SAN FRANCISCO: Intel Corp, seeking to increase the speed of server computers for hosting websites and storing files, said customers will begin selling machines with six processors built into one piece of silicon. Dell Inc, Hewlett-Packard Co, International Business Machines Corp and Sun Microsystems Inc will begin selling computers that use the Xeon 7400 chips this week, platform director Shannon Poulin said in an interview.

Intel, world's largest semiconductor maker, is speeding up product development to increase pressure on Advanced Micro Devices Inc in the server market, the most profitable segment of the chip industry. The new Xeon chip was to go on sale in the fourth quarter and debuted earlier than planned, Poulin said. “The performance is heads and tails above our previous products and where the competition is,” Poulin said.

The chip uses less electricity and is as much as 48 per cent faster than previous models, he said. Intel, based in Santa Clara, California, fell 80 cents to $19.36 at 4 pm New York time in Nasdaq Stock Market trading. The shares have dropped 27 per cent this year. Chips for server machines can cost more than $1,000, 10 times the average price of PC processors. The more cores, the greater number of tasks processors can perform simultaneously.

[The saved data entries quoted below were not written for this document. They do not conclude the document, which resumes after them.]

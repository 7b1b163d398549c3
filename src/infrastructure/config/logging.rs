//! Logging configuration and initialization.

use serde::Deserialize;
use tracing_subscriber::{fmt, EnvFilter};

/// Logging configuration.
#[derive(Debug, Clone, Deserialize)]
#[serde(default)]
pub struct LoggingConfig {
    pub level: String,
    pub format: String,
}

impl LoggingConfig {
    /// Initialize the tracing subscriber with this logging configuration.
    ///
    /// `RUST_LOG` takes precedence over the configured level.
    pub fn init(&self) {
        let filter =
            EnvFilter::try_from_default_env().unwrap_or_else(|_| EnvFilter::new(&self.level));

        match self.format.as_str() {
            "json" => {
                fmt().json().with_env_filter(filter).init();
            }
            _ => {
                fmt().with_env_filter(filter).init();
            }
        }
    }

    /// Apply command-line overrides.
    pub fn apply_overrides(&mut self, level: Option<&str>, json: bool) {
        if let Some(level) = level {
            self.level = level.to_string();
        }
        if json {
            self.format = "json".into();
        }
    }
}

impl Default for LoggingConfig {
    fn default() -> Self {
        Self {
            level: "info".into(),
            format: "pretty".into(),
        }
    }
}
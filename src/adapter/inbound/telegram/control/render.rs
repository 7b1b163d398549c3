use std::fmt::Write as _;
use std::sync::Arc;

use tracing::error;

use crate::application::registry::ServerRegistry;
use crate::domain::{BulkReport, ServerRecord};
use crate::error::{Error, RegistryError};

use super::super::command::command_help;
use super::{format_uptime, BotControl, MAX_LOG_CHARS};

impl BotControl {
    pub(super) fn welcome_text(&self) -> String {
        format!(
            "👋 Welcome to Basoka, the server manager bot!\n\
            ⏱️ Uptime: {}\n\n{}",
            format_uptime(self.started_at),
            command_help()
        )
    }

    pub(super) async fn add_text(&self, name: &str, address: &str) -> String {
        let (name, address) = (name.to_string(), address.to_string());
        match self
            .write_blocking(move |registry| registry.add(&name, &address))
            .await
        {
            Ok(record) => format!(
                "✅ Server '{}' added ({}).",
                record.name, record.address
            ),
            Err(text) => text,
        }
    }

    pub(super) fn list_text(&self) -> String {
        let records = self.registry.list();
        if records.is_empty() {
            return "No servers found. Use /add to add a server.".to_string();
        }

        let mut text = format!("🗂️ Servers ({})\n", records.len());
        for record in records {
            let _ = write!(text, "\n• {}: {}", record.name, record.address);
        }
        text
    }

    pub(super) async fn delete_text(&self, name: &str) -> String {
        let name = name.to_string();
        match self
            .write_blocking(move |registry| registry.delete(&name))
            .await
        {
            Ok(record) => format!("🗑️ Server '{}' deleted.", record.name),
            Err(text) => text,
        }
    }

    /// Run a registry mutation on the blocking pool; it flushes to disk.
    async fn write_blocking<F>(&self, op: F) -> Result<ServerRecord, String>
    where
        F: FnOnce(&ServerRegistry) -> Result<ServerRecord, RegistryError> + Send + 'static,
    {
        let registry = Arc::clone(&self.registry);
        match tokio::task::spawn_blocking(move || op(&registry)).await {
            Ok(result) => result.map_err(|err| registry_failure_text(&err)),
            Err(err) => {
                error!(error = %err, "Registry write task failed");
                Err(format!("⚠️ Registry write failed: {err}"))
            }
        }
    }

    pub(super) async fn status_text(&self, name: &str) -> String {
        match self.registry.status(name).await {
            Ok(true) => format!("🟢 Server '{name}' is reachable."),
            Ok(false) => format!("🔴 Server '{name}' is unreachable."),
            Err(err) => failure_text("check", name, &err),
        }
    }

    pub(super) async fn status_all_text(&self) -> String {
        let report = self.registry.status_all().await;
        if report.is_empty() {
            return "No servers found. Use /add to add a server.".to_string();
        }

        let reachable = report
            .iter()
            .filter(|outcome| matches!(outcome.result, Ok(true)))
            .count();
        let mut text = format!(
            "📡 Status: {}/{} checked, {} reachable\n",
            report.succeeded(),
            report.total(),
            reachable
        );
        for outcome in report.iter() {
            let line = match &outcome.result {
                Ok(true) => format!("🟢 {}: reachable", outcome.record.name),
                Ok(false) => format!("🔴 {}: unreachable", outcome.record.name),
                Err(err) => format!("⚠️ {}: {err}", outcome.record.name),
            };
            let _ = write!(text, "\n{line}");
        }
        text
    }

    pub(super) async fn start_text(&self, name: &str) -> String {
        match self.registry.start(name).await {
            Ok(()) => format!("▶️ Server '{name}' started."),
            Err(err) => failure_text("start", name, &err),
        }
    }

    pub(super) async fn stop_text(&self, name: &str) -> String {
        match self.registry.stop(name).await {
            Ok(()) => format!("⏹️ Server '{name}' stopped."),
            Err(err) => failure_text("stop", name, &err),
        }
    }

    pub(super) async fn start_all_text(&self) -> String {
        let report = self.registry.start_all().await;
        bulk_text("▶️ Start all", "started", &report)
    }

    pub(super) async fn stop_all_text(&self) -> String {
        let report = self.registry.stop_all().await;
        bulk_text("⏹️ Stop all", "stopped", &report)
    }

    pub(super) async fn is_running_text(&self, name: &str) -> String {
        match self.registry.is_running(name).await {
            Ok(true) => format!("✅ Server '{name}' is running."),
            Ok(false) => format!("⏸️ Server '{name}' is not running."),
            Err(err) => failure_text("query", name, &err),
        }
    }

    pub(super) async fn log_text(&self, name: &str) -> String {
        match self.registry.log(name).await {
            Ok(log) if log.trim().is_empty() => format!("📜 Log for '{name}' is empty."),
            Ok(log) => {
                let (excerpt, truncated) = tail(&log, MAX_LOG_CHARS);
                let marker = if truncated { " (last lines)" } else { "" };
                format!("📜 Log for '{name}'{marker}:\n\n{excerpt}")
            }
            Err(err) => failure_text("fetch the log of", name, &err),
        }
    }
}

fn bulk_text(title: &str, verb: &str, report: &BulkReport<()>) -> String {
    if report.is_empty() {
        return "No servers found. Use /add to add a server.".to_string();
    }

    let mut text = format!(
        "{title}: {}/{} succeeded\n",
        report.succeeded(),
        report.total()
    );
    for outcome in report.iter() {
        let line = match &outcome.result {
            Ok(()) => format!("✅ {}: {verb}", outcome.record.name),
            Err(err) => format!("❌ {}: {err}", outcome.record.name),
        };
        let _ = write!(text, "\n{line}");
    }
    text
}

fn registry_failure_text(err: &RegistryError) -> String {
    match err {
        RegistryError::NotFound(name) => format!("❌ Server '{name}' not found."),
        RegistryError::DuplicateName(name) => format!("❌ Server '{name}' already exists."),
        RegistryError::InvalidName { .. } | RegistryError::InvalidAddress { .. } => {
            format!("❌ {err}")
        }
        RegistryError::Persistence(_) => format!("⚠️ {err}"),
    }
}

fn failure_text(action: &str, name: &str, err: &Error) -> String {
    match err {
        Error::Registry(err) => registry_failure_text(err),
        Error::Control(err) => format!("⚠️ Could not {action} '{name}': {err}"),
        other => format!("⚠️ {other}"),
    }
}

/// Last `max_chars` characters of `text`, and whether anything was cut.
fn tail(text: &str, max_chars: usize) -> (&str, bool) {
    let count = text.chars().count();
    if count <= max_chars {
        return (text, false);
    }
    let start = text
        .char_indices()
        .nth(count - max_chars)
        .map_or(0, |(index, _)| index);
    (&text[start..], true)
}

The majority of chips today have two cores and more expensive models employ four. AMD doesn't have six-core chip. AMD, based in Sunnyvale, California, made its biggest gains against Intel in the server market with its Opteron chip, introduced in 2003. AMD's share in some parts of the market rose to as much as 50 per cent in 2007, before Intel fought back by speeding up product introductions.